1 S.I. 2003/2092: procedural defaults; failure to comply with Statutory Instruments Act 1946; doubtful vires

Land Registration Fee Order 2003 (S.I. 2003/2092)

1.1 The Committee draws the special attention of both Houses to this Order on the grounds that :

  • there have been unjustifiable delays in laying it before Parliament and in notifying the Lord Chancellor and the Speaker of the House of Commons that it came into force before it was laid;
  • it does not comply with section 4(2)(b) of the Statutory Instruments Act 1946;
  • there is doubt as to whether certain provisions are intra vires.

1.2 This Order was made under section 102 of the Land Registration Act 2002 and came into force on 13 October 2003. Section 128(3) of the Act provides that the Order is to be laid before Parliament after being made. The Order is not, however, subject to any Parliamentary procedure. Section 4(1) of the Statutory Instruments Act 1946 provides that a statutory instrument which is required to be laid before Parliament after being made shall be laid before it comes into force provided that, if it is essential that an instrument should come into force before being laid, the Lord Chancellor and the Speaker of the House of Commons must be notified forthwith of that fact and of the reason why it was not laid before coming into force.

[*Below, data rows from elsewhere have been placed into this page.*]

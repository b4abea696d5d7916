//! Direct tests of the disjoint multi-path query engine (spec §4.G, the
//! "heart" of this crate) against synthetic peers, with no DHT or
//! transport involved — just `query::run` and hand-written `queryPeer`
//! closures, exercising spec §8 invariants 2, 3 and 4 directly.

use std::collections::HashSet;
use std::sync::{Arc, Mutex};
use std::time::Duration;

use kad_dht::id::KadId;
use kad_dht::peer::{Contact, PeerId};
use kad_dht::query::{run, CancelToken, PathStep, QueryConfig, QueryFn};

fn synthetic_peers(n: usize) -> Vec<Contact> {
    (0..n).map(|i| Contact::new(PeerId::new(vec![i as u8, 0xAA, 0x55]), vec![])).collect()
}

/// A `queryPeer` that always replies with every other synthetic peer as a
/// closer candidate, simulating a fully-connected swarm with no winning
/// condition — good for exercising the pure discovery/termination machinery.
fn fully_connected_query_fn(all_peers: Vec<Contact>) -> QueryFn {
    Arc::new(move |contact: Contact| {
        let all_peers = all_peers.clone();
        Box::pin(async move {
            let closer: Vec<Contact> = all_peers.into_iter().filter(|c| c.peer_id != contact.peer_id).collect();
            PathStep::CloserPeers(closer)
        })
    })
}

/// Invariants 2 & 3: the final set is strictly sorted by distance to the
/// target, and no two paths share a queried peer.
#[tokio::test]
async fn disjoint_paths_never_share_a_queried_peer_and_final_set_is_sorted() {
    let target = KadId::of(b"target");
    let all_peers = synthetic_peers(40);
    let seeds: Vec<Contact> = all_peers.iter().take(9).cloned().collect();

    let config = QueryConfig { alpha: 3, beta: 2, k: 20, timeout: Duration::from_secs(5) };
    let query_fn = fully_connected_query_fn(all_peers);
    let outcome = run(target, seeds, config, query_fn, CancelToken::new()).await;

    assert_eq!(outcome.paths.len(), 3, "alpha=3 should produce exactly 3 paths");

    for i in 0..outcome.paths.len() {
        for j in (i + 1)..outcome.paths.len() {
            let shared: HashSet<_> = outcome.paths[i].queried.intersection(&outcome.paths[j].queried).collect();
            assert!(shared.is_empty(), "paths {i} and {j} both queried {shared:?}");
        }
    }

    let distances: Vec<_> = outcome.final_set.iter().map(|c| c.peer_id.kad_id().distance(&target)).collect();
    assert!(
        distances.windows(2).all(|w| w[0] <= w[1]),
        "final_set is not sorted by distance to the target"
    );
}

/// Invariant 4 (best-first): with a single path and a single worker, every
/// successive peer queried must be at least as far from the target as the
/// one before it, given everything discovered so far.
#[tokio::test]
async fn single_path_queries_strictly_closest_first() {
    let target = KadId::of(b"best-first-target");
    let all_peers = synthetic_peers(30);
    let seeds: Vec<Contact> = all_peers.iter().take(3).cloned().collect();

    let order: Arc<Mutex<Vec<_>>> = Arc::new(Mutex::new(Vec::new()));
    let query_fn: QueryFn = {
        let order = order.clone();
        let all_peers = all_peers.clone();
        Arc::new(move |contact: Contact| {
            let order = order.clone();
            let all_peers = all_peers.clone();
            Box::pin(async move {
                order.lock().expect("order log mutex poisoned").push(contact.peer_id.kad_id().distance(&target));
                let closer: Vec<Contact> = all_peers.into_iter().filter(|c| c.peer_id != contact.peer_id).collect();
                PathStep::CloserPeers(closer)
            })
        })
    };

    let config = QueryConfig { alpha: 1, beta: 1, k: 20, timeout: Duration::from_secs(5) };
    let outcome = run(target, seeds, config, query_fn, CancelToken::new()).await;

    assert_eq!(outcome.paths.len(), 1);
    let recorded = order.lock().expect("order log mutex poisoned");
    assert!(
        recorded.windows(2).all(|w| w[0] <= w[1]),
        "peers were not queried closest-first: {recorded:?}"
    );
}

/// A path that reports `queryComplete` terminates the whole query; the
/// winner is the peer that path returned.
#[tokio::test]
async fn query_complete_from_any_path_produces_the_winner() {
    let target = KadId::of(b"winner-target");
    let all_peers = synthetic_peers(20);
    let winner_contact = all_peers[7].clone();
    let seeds: Vec<Contact> = all_peers.iter().take(6).cloned().collect();

    let winner_id = winner_contact.peer_id.clone();
    let query_fn: QueryFn = {
        let all_peers = all_peers.clone();
        let winner_contact = winner_contact.clone();
        Arc::new(move |contact: Contact| {
            let all_peers = all_peers.clone();
            let winner_contact = winner_contact.clone();
            Box::pin(async move {
                if contact.peer_id == winner_contact.peer_id {
                    return PathStep::QueryComplete { peer: winner_contact };
                }
                let closer: Vec<Contact> = all_peers.into_iter().filter(|c| c.peer_id != contact.peer_id).collect();
                PathStep::CloserPeers(closer)
            })
        })
    };

    let config = QueryConfig { alpha: 3, beta: 2, k: 20, timeout: Duration::from_secs(5) };
    let outcome = run(target, seeds, config, query_fn, CancelToken::new()).await;

    let winner = outcome.winner.expect("query should have produced a winner");
    assert_eq!(winner.peer_id, winner_id);
}

/// `pathComplete` ends only that path; siblings still contribute to the
/// final set, and a path that never finds the winner is still marked
/// successful once it completes cleanly.
#[tokio::test]
async fn path_complete_marks_that_path_successful_without_a_winner() {
    let target = KadId::of(b"path-complete-target");
    let all_peers = synthetic_peers(12);
    let seeds: Vec<Contact> = all_peers.clone();

    let query_fn: QueryFn =
        Arc::new(move |_contact: Contact| Box::pin(async move { PathStep::PathComplete { closer_peers: vec![] } }));

    let config = QueryConfig { alpha: 3, beta: 1, k: 20, timeout: Duration::from_secs(5) };
    let outcome = run(target, seeds, config, query_fn, CancelToken::new()).await;

    assert!(outcome.winner.is_none());
    assert!(outcome.paths.iter().all(|p| p.success), "every path should have completed successfully");
}

/// Transport-style failures on individual peers don't abort the path: it
/// keeps working through remaining candidates.
#[tokio::test]
async fn failed_peers_do_not_abort_the_path() {
    let target = KadId::of(b"failure-target");
    let all_peers = synthetic_peers(10);
    let seeds: Vec<Contact> = all_peers.clone();
    let failing = all_peers[0].peer_id.clone();

    let query_fn: QueryFn = {
        let failing = failing.clone();
        Arc::new(move |contact: Contact| {
            let failing = failing.clone();
            Box::pin(async move {
                if contact.peer_id == failing {
                    PathStep::Failed(kad_dht::KadError::Transport("simulated".into()))
                } else {
                    PathStep::CloserPeers(vec![])
                }
            })
        })
    };

    let config = QueryConfig { alpha: 1, beta: 1, k: 20, timeout: Duration::from_secs(5) };
    let outcome = run(target, seeds, config, query_fn, CancelToken::new()).await;

    // The path should still have attempted every seed, including the one
    // that failed, and report them all as queried.
    assert_eq!(outcome.paths[0].queried.len(), 10);
}
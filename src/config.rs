//! Tunable parameters (spec §6: "Configuration (recognized options)").

use std::time::Duration;

use serde::{Deserialize, Serialize};

/// Whether a local DHT instance answers inbound protocol requests.
///
/// Grounded in the teacher crate's own `Mode` type (exercised directly by
/// `ant-kad/tests/client_mode.rs`): a client never stores provider/record
/// state on behalf of the network and never appears in `FIND_NODE`
/// replies as a serving peer, it only issues queries.
#[derive(Clone, Copy, Debug, PartialEq, Eq, Serialize, Deserialize)]
pub enum Mode {
    Client,
    Server,
}

impl Default for Mode {
    fn default() -> Self {
        Mode::Server
    }
}

/// All tunables recognized by this crate, with the defaults spec.md lists.
#[derive(Clone, Debug, Serialize, Deserialize)]
#[serde(default)]
pub struct Config {
    /// Bucket size / replication factor `k`.
    pub k: usize,
    /// Disjoint query paths `alpha`.
    pub alpha: usize,
    /// Per-path concurrency `beta`; defaults to `alpha` if unset.
    pub beta: usize,
    /// Record TTL: records older than this are discarded on read.
    pub record_ttl: Duration,
    /// Provider entry TTL.
    pub provider_ttl: Duration,
    /// Overall query timeout.
    pub query_timeout: Duration,
    /// Per-request timeout.
    pub request_timeout: Duration,
    /// Interval between bucket-refresh sweeps.
    pub bucket_refresh_interval: Duration,
    /// Interval between record republish sweeps.
    pub record_republish_interval: Duration,
    /// Interval between provider republish sweeps.
    pub provider_republish_interval: Duration,
    /// Interval between record/provider GC sweeps.
    pub cleanup_interval: Duration,
    /// Maximum simultaneous in-flight RPCs to a single peer.
    pub max_inflight_per_peer: usize,
    /// Minimum number of records to gather before reselecting on `get`.
    pub get_quorum: usize,
    /// Whether this instance serves inbound queries.
    pub mode: Mode,
}

impl Default for Config {
    fn default() -> Self {
        Config {
            k: 20,
            alpha: 3,
            beta: 3,
            record_ttl: Duration::from_secs(36 * 3600),
            provider_ttl: Duration::from_secs(24 * 3600),
            query_timeout: Duration::from_secs(60),
            request_timeout: Duration::from_secs(10),
            bucket_refresh_interval: Duration::from_secs(10 * 60),
            record_republish_interval: Duration::from_secs(22 * 3600),
            provider_republish_interval: Duration::from_secs(12 * 3600),
            cleanup_interval: Duration::from_secs(5 * 60),
            max_inflight_per_peer: 4,
            get_quorum: 16,
            mode: Mode::Server,
        }
    }
}

impl Config {
    /// `beta`, defaulting to `alpha` when the caller leaves it at zero.
    pub fn effective_beta(&self) -> usize {
        if self.beta == 0 {
            self.alpha
        } else {
            self.beta
        }
    }
}
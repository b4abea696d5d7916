//! A single disjoint query path (spec §4.G, steps 2-4).

use std::cmp::Reverse;
use std::collections::{BinaryHeap, HashMap, HashSet};
use std::sync::{Arc, Mutex};

use futures::stream::FuturesUnordered;
use futures::StreamExt;
use tracing::trace;

use crate::id::{Distance, KadId};
use crate::peer::{Contact, PeerId};
use crate::query::types::{CancelToken, PathOutcome, PathStep, QueryFn};

#[derive(Clone)]
struct Candidate {
    contact: Contact,
    distance: Distance,
}

impl PartialEq for Candidate {
    fn eq(&self, other: &Self) -> bool {
        self.contact.peer_id == other.contact.peer_id
    }
}
impl Eq for Candidate {}

impl PartialOrd for Candidate {
    fn partial_cmp(&self, other: &Self) -> Option<std::cmp::Ordering> {
        Some(self.cmp(other))
    }
}
impl Ord for Candidate {
    fn cmp(&self, other: &Self) -> std::cmp::Ordering {
        self.distance.cmp(&other.distance)
    }
}

/// The set of peers every path agrees not to contend over, enforcing
/// disjointness by first-claim (spec §4.G step 6, invariant 3).
pub type ClaimSet = Arc<Mutex<HashSet<PeerId>>>;

/// Attempt to claim `peer` for this path. Returns `true` if this is the
/// first path to see it (spec §9(c): "specification mandates first-claim
/// wins").
fn try_claim(claims: &ClaimSet, peer: &PeerId) -> bool {
    claims.lock().expect("claim set mutex poisoned").insert(peer.clone())
}

pub struct Path {
    target: KadId,
    beta: usize,
    k: usize,
    heap: BinaryHeap<Reverse<Candidate>>,
    all_seen: HashMap<PeerId, Candidate>,
    queried: HashSet<PeerId>,
    claims: ClaimSet,
}

impl Path {
    pub fn new(target: KadId, beta: usize, k: usize, claims: ClaimSet, seeds: Vec<Contact>) -> Self {
        let mut path = Path {
            target,
            beta,
            k,
            heap: BinaryHeap::new(),
            all_seen: HashMap::new(),
            queried: HashSet::new(),
            claims,
        };
        for seed in seeds {
            path.offer(seed);
        }
        path
    }

    /// Offer a freshly-discovered candidate. No-op if already seen by
    /// this path or already claimed by a sibling path.
    fn offer(&mut self, contact: Contact) {
        let peer = contact.peer_id.clone();
        if self.all_seen.contains_key(&peer) {
            return;
        }
        if !try_claim(&self.claims, &peer) {
            return;
        }
        let distance = contact.peer_id.kad_id().distance(&self.target);
        let candidate = Candidate { contact, distance };
        self.all_seen.insert(peer, candidate.clone());
        self.heap.push(Reverse(candidate));
    }

    fn pop_next(&mut self) -> Option<Contact> {
        while let Some(Reverse(candidate)) = self.heap.pop() {
            if !self.queried.contains(&candidate.contact.peer_id) {
                return Some(candidate.contact);
            }
        }
        None
    }

    /// The "no-closer" stall condition (spec §4.G step 4): the `k`
    /// closest candidates ever seen by this path have all been queried.
    fn is_stalled(&self) -> bool {
        let mut seen: Vec<&Candidate> = self.all_seen.values().collect();
        seen.sort_by(|a, b| a.distance.cmp(&b.distance));
        seen.truncate(self.k);
        !seen.is_empty() && seen.iter().all(|c| self.queried.contains(&c.contact.peer_id))
    }

    fn closest_queried(&self) -> Vec<Contact> {
        let mut queried: Vec<Contact> = self
            .all_seen
            .values()
            .filter(|c| self.queried.contains(&c.contact.peer_id))
            .map(|c| c.contact.clone())
            .collect();
        queried.sort_by(|a, b| a.peer_id.kad_id().distance(&self.target).cmp(&b.peer_id.kad_id().distance(&self.target)));
        queried.truncate(self.k);
        queried
    }

    /// Drive this path to completion: up to `beta` concurrent workers
    /// popping the closest unqueried candidate, issuing `query_peer`, and
    /// merging the result (spec §4.G steps 2-4).
    pub async fn run(mut self, query_peer: QueryFn, cancel: CancelToken) -> PathOutcome {
        let mut inflight = FuturesUnordered::new();
        let mut winner: Option<Contact> = None;
        let mut path_complete = false;

        loop {
            if cancel.is_cancelled() {
                break;
            }

            while inflight.len() < self.beta && !path_complete {
                match self.pop_next() {
                    Some(contact) => {
                        self.queried.insert(contact.peer_id.clone());
                        let f = query_peer.clone();
                        let c = contact.clone();
                        inflight.push(async move { (c, f(contact).await) });
                    }
                    None => break,
                }
            }

            if inflight.is_empty() {
                break;
            }

            let (contact, step) = match inflight.next().await {
                Some(item) => item,
                None => break,
            };

            match step {
                PathStep::CloserPeers(peers) => {
                    for peer in peers {
                        self.offer(peer);
                    }
                }
                PathStep::QueryComplete { peer } => {
                    winner = Some(peer);
                    break;
                }
                PathStep::PathComplete { closer_peers } => {
                    for peer in closer_peers {
                        self.offer(peer);
                    }
                    path_complete = true;
                }
                PathStep::Failed(err) => {
                    trace!(peer = %contact.peer_id, error = %err, "path query step failed");
                }
            }

            if path_complete && inflight.is_empty() {
                break;
            }
            if self.is_stalled() {
                break;
            }
        }

        if winner.is_some() {
            // Claim global success immediately so sibling paths stop at
            // their next checkpoint (spec §4.G step 5).
            cancel.cancel();
        }

        PathOutcome {
            success: winner.is_some() || path_complete,
            peer: winner,
            queried: self.queried.clone(),
            closest_queried: self.closest_queried(),
        }
    }
}
//! Component C: the local record store (spec §4.C).

mod store;
mod validator;

pub use store::{MemoryRecordStore, Record, RecordStore};
pub use validator::{PublicKeyValidator, Selector, Validator, ValidatorRegistry, PUBLIC_KEY_PREFIX};

use thiserror::Error;

/// Failures raised by the record store and its validator/selector layer.
///
/// Mirrors `RecordStoreError` in `ant-node/src/networking/kad/record_store.rs`,
/// trimmed to the cases this crate's store actually surfaces.
#[derive(Error, Debug, Clone)]
pub enum RecordStoreError {
    #[error("no validator registered rejected the record for key {0:?}")]
    ValidationFailed(Vec<u8>),

    #[error("record for key {0:?} exceeds the maximum record size")]
    TooLarge(Vec<u8>),

    #[error("record store is full")]
    StoreFull,

    #[error("public key record does not hash to the claimed peer id")]
    InvalidPublicKey,
}
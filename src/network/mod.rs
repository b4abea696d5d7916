//! Component F: the network layer (spec §4.F).
//!
//! Opens streams (via the external [`Transport`]), applies a per-request
//! timeout, and feeds the outcome back into the routing table as a
//! liveness update. This is the boundary spec §7 describes: "transport
//! errors are absorbed at F... they surface to the query as path
//! failures, not to the caller."

use std::collections::HashMap;
use std::sync::Arc;
use std::time::Duration;

use async_trait::async_trait;
use tokio::sync::{Mutex, Semaphore};
use tracing::{trace, warn};

use crate::error::KadError;
use crate::kbucket::RoutingTable;
use crate::peer::{Address, Contact, PeerId, PeerInfo};
use crate::protocol::{KadRequest, KadResponse};

/// Ability to open a bidirectional stream to a peer, write a framed
/// request, and read back a single framed response — or send a
/// fire-and-forget one-way message. An external collaborator (spec §1):
/// this crate only depends on the trait.
#[async_trait]
pub trait Transport: Send + Sync {
    fn local_peer_id(&self) -> PeerId;

    async fn send_request(&self, peer: &PeerId, request: KadRequest) -> Result<KadResponse, KadError>;

    async fn send_message(&self, peer: &PeerId, request: KadRequest) -> Result<(), KadError>;
}

/// Opaque mapping from peer id to known network addresses and,
/// optionally, a public key (spec §1, §9: "Peer-store coupling → explicit
/// port"). An external collaborator; the core never assumes this caches
/// public keys itself.
#[async_trait]
pub trait AddressBook: Send + Sync {
    async fn add(&self, peer_id: PeerId, addresses: Vec<Address>);

    async fn get(&self, peer_id: &PeerId) -> Option<PeerInfo>;
}

/// Threshold of consecutive failures after which a contact is evicted
/// from the routing table (spec §4.B: "after a threshold it is
/// evicted").
pub const FAILURE_EVICTION_THRESHOLD: u32 = 3;

/// Wraps a [`Transport`] with the per-request timeout, per-peer
/// in-flight cap, and routing-table liveness feedback spec §4.F and §5
/// require ("per-peer in-flight RPCs ≤ a configured cap... enforced by
/// the network layer via a semaphore").
pub struct Network<T: Transport> {
    transport: Arc<T>,
    routing_table: Arc<Mutex<RoutingTable>>,
    request_timeout: Duration,
    max_inflight_per_peer: usize,
    inflight: Mutex<HashMap<PeerId, Arc<Semaphore>>>,
}

impl<T: Transport> Network<T> {
    pub fn new(
        transport: Arc<T>,
        routing_table: Arc<Mutex<RoutingTable>>,
        request_timeout: Duration,
        max_inflight_per_peer: usize,
    ) -> Self {
        Network {
            transport,
            routing_table,
            request_timeout,
            max_inflight_per_peer,
            inflight: Mutex::new(HashMap::new()),
        }
    }

    async fn semaphore_for(&self, peer: &PeerId) -> Arc<Semaphore> {
        let mut guard = self.inflight.lock().await;
        guard
            .entry(peer.clone())
            .or_insert_with(|| Arc::new(Semaphore::new(self.max_inflight_per_peer)))
            .clone()
    }

    /// `sendRequest`: open a stream, write the request, await exactly one
    /// response, bounded by the configured per-request timeout. Updates
    /// routing-table liveness on both success and failure.
    pub async fn send_request(&self, peer: &PeerId, request: KadRequest) -> Result<KadResponse, KadError> {
        let semaphore = self.semaphore_for(peer).await;
        let _permit = semaphore.acquire().await.map_err(|_| KadError::Cancelled)?;

        let result = tokio::time::timeout(self.request_timeout, self.transport.send_request(peer, request)).await;

        match result {
            Ok(Ok(response)) => {
                self.routing_table.lock().await.mark_live(peer);
                trace!(peer = %peer, "request succeeded");
                Ok(response)
            }
            Ok(Err(err)) => {
                self.mark_failed(peer).await;
                warn!(peer = %peer, error = %err, "request failed");
                Err(err)
            }
            Err(_) => {
                self.mark_failed(peer).await;
                warn!(peer = %peer, timeout = ?self.request_timeout, "request timed out");
                Err(KadError::Timeout(self.request_timeout))
            }
        }
    }

    /// `sendMessage`: fire-and-forget, no reply expected. Failures still
    /// count against liveness but are otherwise swallowed.
    pub async fn send_message(&self, peer: &PeerId, request: KadRequest) {
        if let Err(err) = self.transport.send_message(peer, request).await {
            self.mark_failed(peer).await;
            warn!(peer = %peer, error = %err, "one-way message failed");
        }
    }

    async fn mark_failed(&self, peer: &PeerId) {
        self.routing_table.lock().await.mark_failed(peer, FAILURE_EVICTION_THRESHOLD);
    }

    pub fn local_peer_id(&self) -> PeerId {
        self.transport.local_peer_id()
    }

    /// Insert a freshly-learned contact into the routing table — called
    /// after any response that includes `closerPeers`/`providerPeers`.
    pub async fn observe_contact(&self, contact: Contact) {
        self.routing_table.lock().await.add(contact);
    }
}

1.3 Section 4(2)(b) of the 1946 Act requires any statutory instrument which is required to be laid before Parliament and is sold by the Queen's Printer of Acts of Parliament to bear on its face either a statement showing the date on which copies of it were laid or a statement that copies of it are to be laid.

1.4 This Order was not laid until 30 October, after the Committee had drawn these matters to the attention of the Department for Constitutional Affairs. Neither the copies provided to the Committee nor the instrument as originally published bear the statement required by section 4(2)(b) of the 1946 Act.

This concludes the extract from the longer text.